As possibilidades e o aproveitamento energético do carbono biogênico amplamente disponível têm garantido que a nossa matriz energética como um todo também se destaque em relação à média global.
Com ampla experiência no mercado de biocombustíveis, o país não só é referência em termos de fabricação e consumo de etanol e biodiesel: tem potencial tecnológico e para a produção dos biocombustíveis sustentáveis de nova geração, voltados à aviação e à navegação internacional, por exemplo.
Também podemos avançar muito no que diz respeito aos gases combustíveis. A produção e o consumo de biogás e biometano são crescentes no interior do país, com o aproveitamento de resíduos urbanos e das atividades agropecuárias.

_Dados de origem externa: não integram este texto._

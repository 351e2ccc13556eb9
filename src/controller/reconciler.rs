//! Reconciliation of the agent service
//!
//! One pass validates the inputs, builds the workload spec and compares it to
//! what the runtime has applied. The pass itself has no side effects: it
//! returns [`Intent`]s that the dispatcher carries out in order.

use tracing::{debug, info};

use crate::config::StaticConfig;
use crate::peers::{AgentAnnouncement, PeerRegistry};
use crate::runtime::RuntimeSnapshot;

use super::resolver::resolve;
use super::resources::{build_workload_spec, WorkloadSpec};
use super::status::UnitStatus;
use super::validation::validate;

pub const WAITING_FOR_RUNTIME: &str = "Waiting for workload runtime";

/// Side effect requested by a handler
#[derive(Clone, Debug, PartialEq, Eq)]
pub enum Intent {
    /// Replace the service definition, then restart the service
    ApplySpec(WorkloadSpec),
    /// Restart the named service without touching its definition
    Restart(String),
    SetStatus(UnitStatus),
    /// Run a reconciliation pass against a fresh runtime snapshot
    Reconcile,
    /// Re-deliver the current event later
    Defer,
    /// Publish this unit's data to a remote peer
    Publish {
        remote_unit: String,
        announcement: AgentAnnouncement,
    },
}

/// Run one reconciliation pass
pub fn reconcile(
    config: &StaticConfig,
    registry: &PeerRegistry,
    snapshot: &RuntimeSnapshot,
) -> Vec<Intent> {
    if let Err(message) = validate(config, registry) {
        info!("{}", message);
        return vec![Intent::SetStatus(UnitStatus::Blocked(message))];
    }

    if !snapshot.ready {
        info!("Workload runtime not ready, deferring reconciliation");
        return vec![
            Intent::SetStatus(UnitStatus::Maintenance(WAITING_FOR_RUNTIME.to_string())),
            Intent::Defer,
        ];
    }

    let spec = build_workload_spec(&resolve(config, registry), config);

    if snapshot.applied.as_ref() == Some(&spec) {
        if snapshot.restart_pending {
            info!("Workload spec unchanged but {} was not restarted", spec.name);
            return vec![
                Intent::Restart(spec.name),
                Intent::SetStatus(UnitStatus::Active),
            ];
        }
        debug!("Workload spec unchanged");
        return vec![Intent::SetStatus(UnitStatus::Active)];
    }

    match serde_yaml::to_string(&spec.layer()) {
        Ok(layer) => debug!("About to add service layer:\n{}", layer),
        Err(e) => debug!("About to add service layer (unprintable: {})", e),
    }
    info!("Adding new service layer for {}", spec.name);

    vec![
        Intent::ApplySpec(spec),
        Intent::SetStatus(UnitStatus::Active),
    ]
}
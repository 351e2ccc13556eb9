//! Merge static configuration with peer registrations
//!
//! Once any peer has registered, the peer bus is authoritative: agent names,
//! tokens and the Jenkins url all come from the registry, even when the static
//! configuration is fully populated.

use crate::config::StaticConfig;
use crate::peers::PeerRegistry;

/// Separator used to encode agent and token lists into one variable
pub const LIST_SEPARATOR: &str = ":";

/// The environment the agent workload should run with
#[derive(Clone, Debug, Default, PartialEq, Eq)]
pub struct ResolvedEnvironment {
    pub agent_names: Vec<String>,
    pub agent_tokens: Vec<String>,
    pub jenkins_url: String,
}

impl ResolvedEnvironment {
    pub fn joined_agent_names(&self) -> String {
        self.agent_names.join(LIST_SEPARATOR)
    }

    pub fn joined_agent_tokens(&self) -> String {
        self.agent_tokens.join(LIST_SEPARATOR)
    }
}

pub fn resolve(config: &StaticConfig, registry: &PeerRegistry) -> ResolvedEnvironment {
    if registry.is_empty() {
        return ResolvedEnvironment {
            agent_names: vec![config.jenkins_agent_name.clone()],
            agent_tokens: vec![config.jenkins_agent_token.clone()],
            jenkins_url: config.jenkins_url.clone(),
        };
    }

    let (agent_names, agent_tokens) = registry
        .entries()
        .iter()
        .map(|e| (e.identity.clone(), e.token.clone()))
        .unzip();

    ResolvedEnvironment {
        agent_names,
        agent_tokens,
        jenkins_url: registry.current_url().to_string(),
    }
}
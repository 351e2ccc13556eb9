//! In-process runtime used for dry runs and tests

use std::sync::Mutex;

use async_trait::async_trait;
use tracing::info;

use super::WorkloadRuntime;
use crate::controller::resources::WorkloadSpec;
use crate::controller::status::UnitStatus;
use crate::error::{Error, Result};

#[derive(Debug, Default)]
struct State {
    ready: bool,
    applied: Option<WorkloadSpec>,
    status: Option<UnitStatus>,
    applies: usize,
    restarts: Vec<String>,
    reject_apply: bool,
    failing_restarts: usize,
}

/// Keeps the applied spec in memory and counts applies and restarts
#[derive(Debug, Default)]
pub struct MemoryRuntime {
    state: Mutex<State>,
}

impl MemoryRuntime {
    /// A runtime that is ready to accept specs
    pub fn ready() -> Self {
        let runtime = Self::default();
        runtime.set_ready(true);
        runtime
    }

    fn with_state<T>(&self, f: impl FnOnce(&mut State) -> T) -> T {
        // A poisoned lock only means a test panicked mid-update
        let mut state = self.state.lock().unwrap_or_else(|e| e.into_inner());
        f(&mut state)
    }

    pub fn set_ready(&self, ready: bool) {
        self.with_state(|s| s.ready = ready);
    }

    /// Make subsequent applies fail, as a runtime rejecting the spec would
    pub fn set_reject_apply(&self, reject: bool) {
        self.with_state(|s| s.reject_apply = reject);
    }

    /// Make the next `count` restarts fail
    pub fn fail_restarts(&self, count: usize) {
        self.with_state(|s| s.failing_restarts = count);
    }

    pub fn current_spec(&self) -> Option<WorkloadSpec> {
        self.with_state(|s| s.applied.clone())
    }

    pub fn status(&self) -> Option<UnitStatus> {
        self.with_state(|s| s.status.clone())
    }

    pub fn apply_count(&self) -> usize {
        self.with_state(|s| s.applies)
    }

    pub fn restarts(&self) -> Vec<String> {
        self.with_state(|s| s.restarts.clone())
    }
}

#[async_trait]
impl WorkloadRuntime for MemoryRuntime {
    async fn is_ready(&self) -> bool {
        self.with_state(|s| s.ready)
    }

    async fn applied_spec(&self) -> Result<Option<WorkloadSpec>> {
        Ok(self.current_spec())
    }

    async fn apply(&self, spec: &WorkloadSpec) -> Result<()> {
        self.with_state(|s| {
            if s.reject_apply {
                return Err(Error::ApplyError(format!("runtime rejected {}", spec.name)));
            }
            s.applied = Some(spec.clone());
            s.applies += 1;
            Ok(())
        })
    }

    async fn restart(&self, service: &str) -> Result<()> {
        self.with_state(|s| {
            if s.failing_restarts > 0 {
                s.failing_restarts -= 1;
                return Err(Error::ApplyError(format!("runtime failed to restart {service}")));
            }
            info!("Restarting service {}", service);
            s.restarts.push(service.to_string());
            Ok(())
        })
    }

    async fn report_status(&self, status: &UnitStatus) -> Result<()> {
        self.with_state(|s| s.status = Some(status.clone()));
        Ok(())
    }
}

#[cfg(test)]
mod tests {
    use super::*;
    use crate::config::StaticConfig;
    use crate::controller::resolver::ResolvedEnvironment;
    use crate::controller::resources::build_workload_spec;
    use crate::runtime::snapshot;

    #[test]
    fn test_snapshot_when_not_ready_skips_spec() {
        let runtime = MemoryRuntime::default();
        let snap = tokio_test::block_on(snapshot(&runtime)).unwrap();
        assert!(!snap.ready);
        assert!(snap.applied.is_none());
    }

    #[tokio::test]
    async fn test_apply_records_spec() {
        let runtime = MemoryRuntime::ready();
        let spec = build_workload_spec(&ResolvedEnvironment::default(), &StaticConfig::default());

        runtime.apply(&spec).await.unwrap();
        runtime.restart(&spec.name).await.unwrap();

        let snap = snapshot(&runtime).await.unwrap();
        assert!(snap.ready);
        assert_eq!(snap.applied, Some(spec));
        assert_eq!(runtime.apply_count(), 1);
        assert_eq!(runtime.restarts(), vec!["jenkins-agent".to_string()]);
    }

    #[tokio::test]
    async fn test_rejected_apply_leaves_spec_untouched() {
        let runtime = MemoryRuntime::ready();
        runtime.set_reject_apply(true);
        let spec = build_workload_spec(&ResolvedEnvironment::default(), &StaticConfig::default());

        let err = runtime.apply(&spec).await.unwrap_err();
        assert!(matches!(err, Error::ApplyError(_)));
        assert!(runtime.current_spec().is_none());
    }

    #[tokio::test]
    async fn test_failed_restart_is_not_recorded() {
        let runtime = MemoryRuntime::ready();
        runtime.fail_restarts(1);

        assert!(runtime.restart("jenkins-agent").await.is_err());
        assert!(runtime.restarts().is_empty());

        runtime.restart("jenkins-agent").await.unwrap();
        assert_eq!(runtime.restarts().len(), 1);
    }
}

Ao mesmo tempo, esse potencial produtivo já começa a servir de base para tecnologias mais avançadas, como o hidrogênio produzido com baixas emissões. Combinados ou não, esses energéticos têm a capacidade de substituir, ainda que parcialmente, o gás natural em operações industriais; o hidrogênio também pode ser direcionado, como matéria-prima, para a fabricação de fertilizantes.
Não se pode esquecer ainda do potencial de produção de carvão vegetal sustentável. Embora o segmento ainda enfrente desafios socioambientais importantes, trata-se de alternativa para combinar a restauração de áreas degradadas no campo e a descarbonização de indústrias siderúrgicas e metalúrgicas, entre outras.
Além disso, importantíssimo ressaltar que powershoring vai muito além de power e poderia ganhar múltiplas denominações, como climateshoring, jobsharing, valuesharing ou co-manufacturing, sempre com foco da definição dos destinos da produção global com base nos elementos da transição energética justa.
Ou seja, alternativas que aproveitem o potencial de os países contribuírem com a descarbonização da produção, bem como em melhorias na distribuição de riquezas e empregos no mundo.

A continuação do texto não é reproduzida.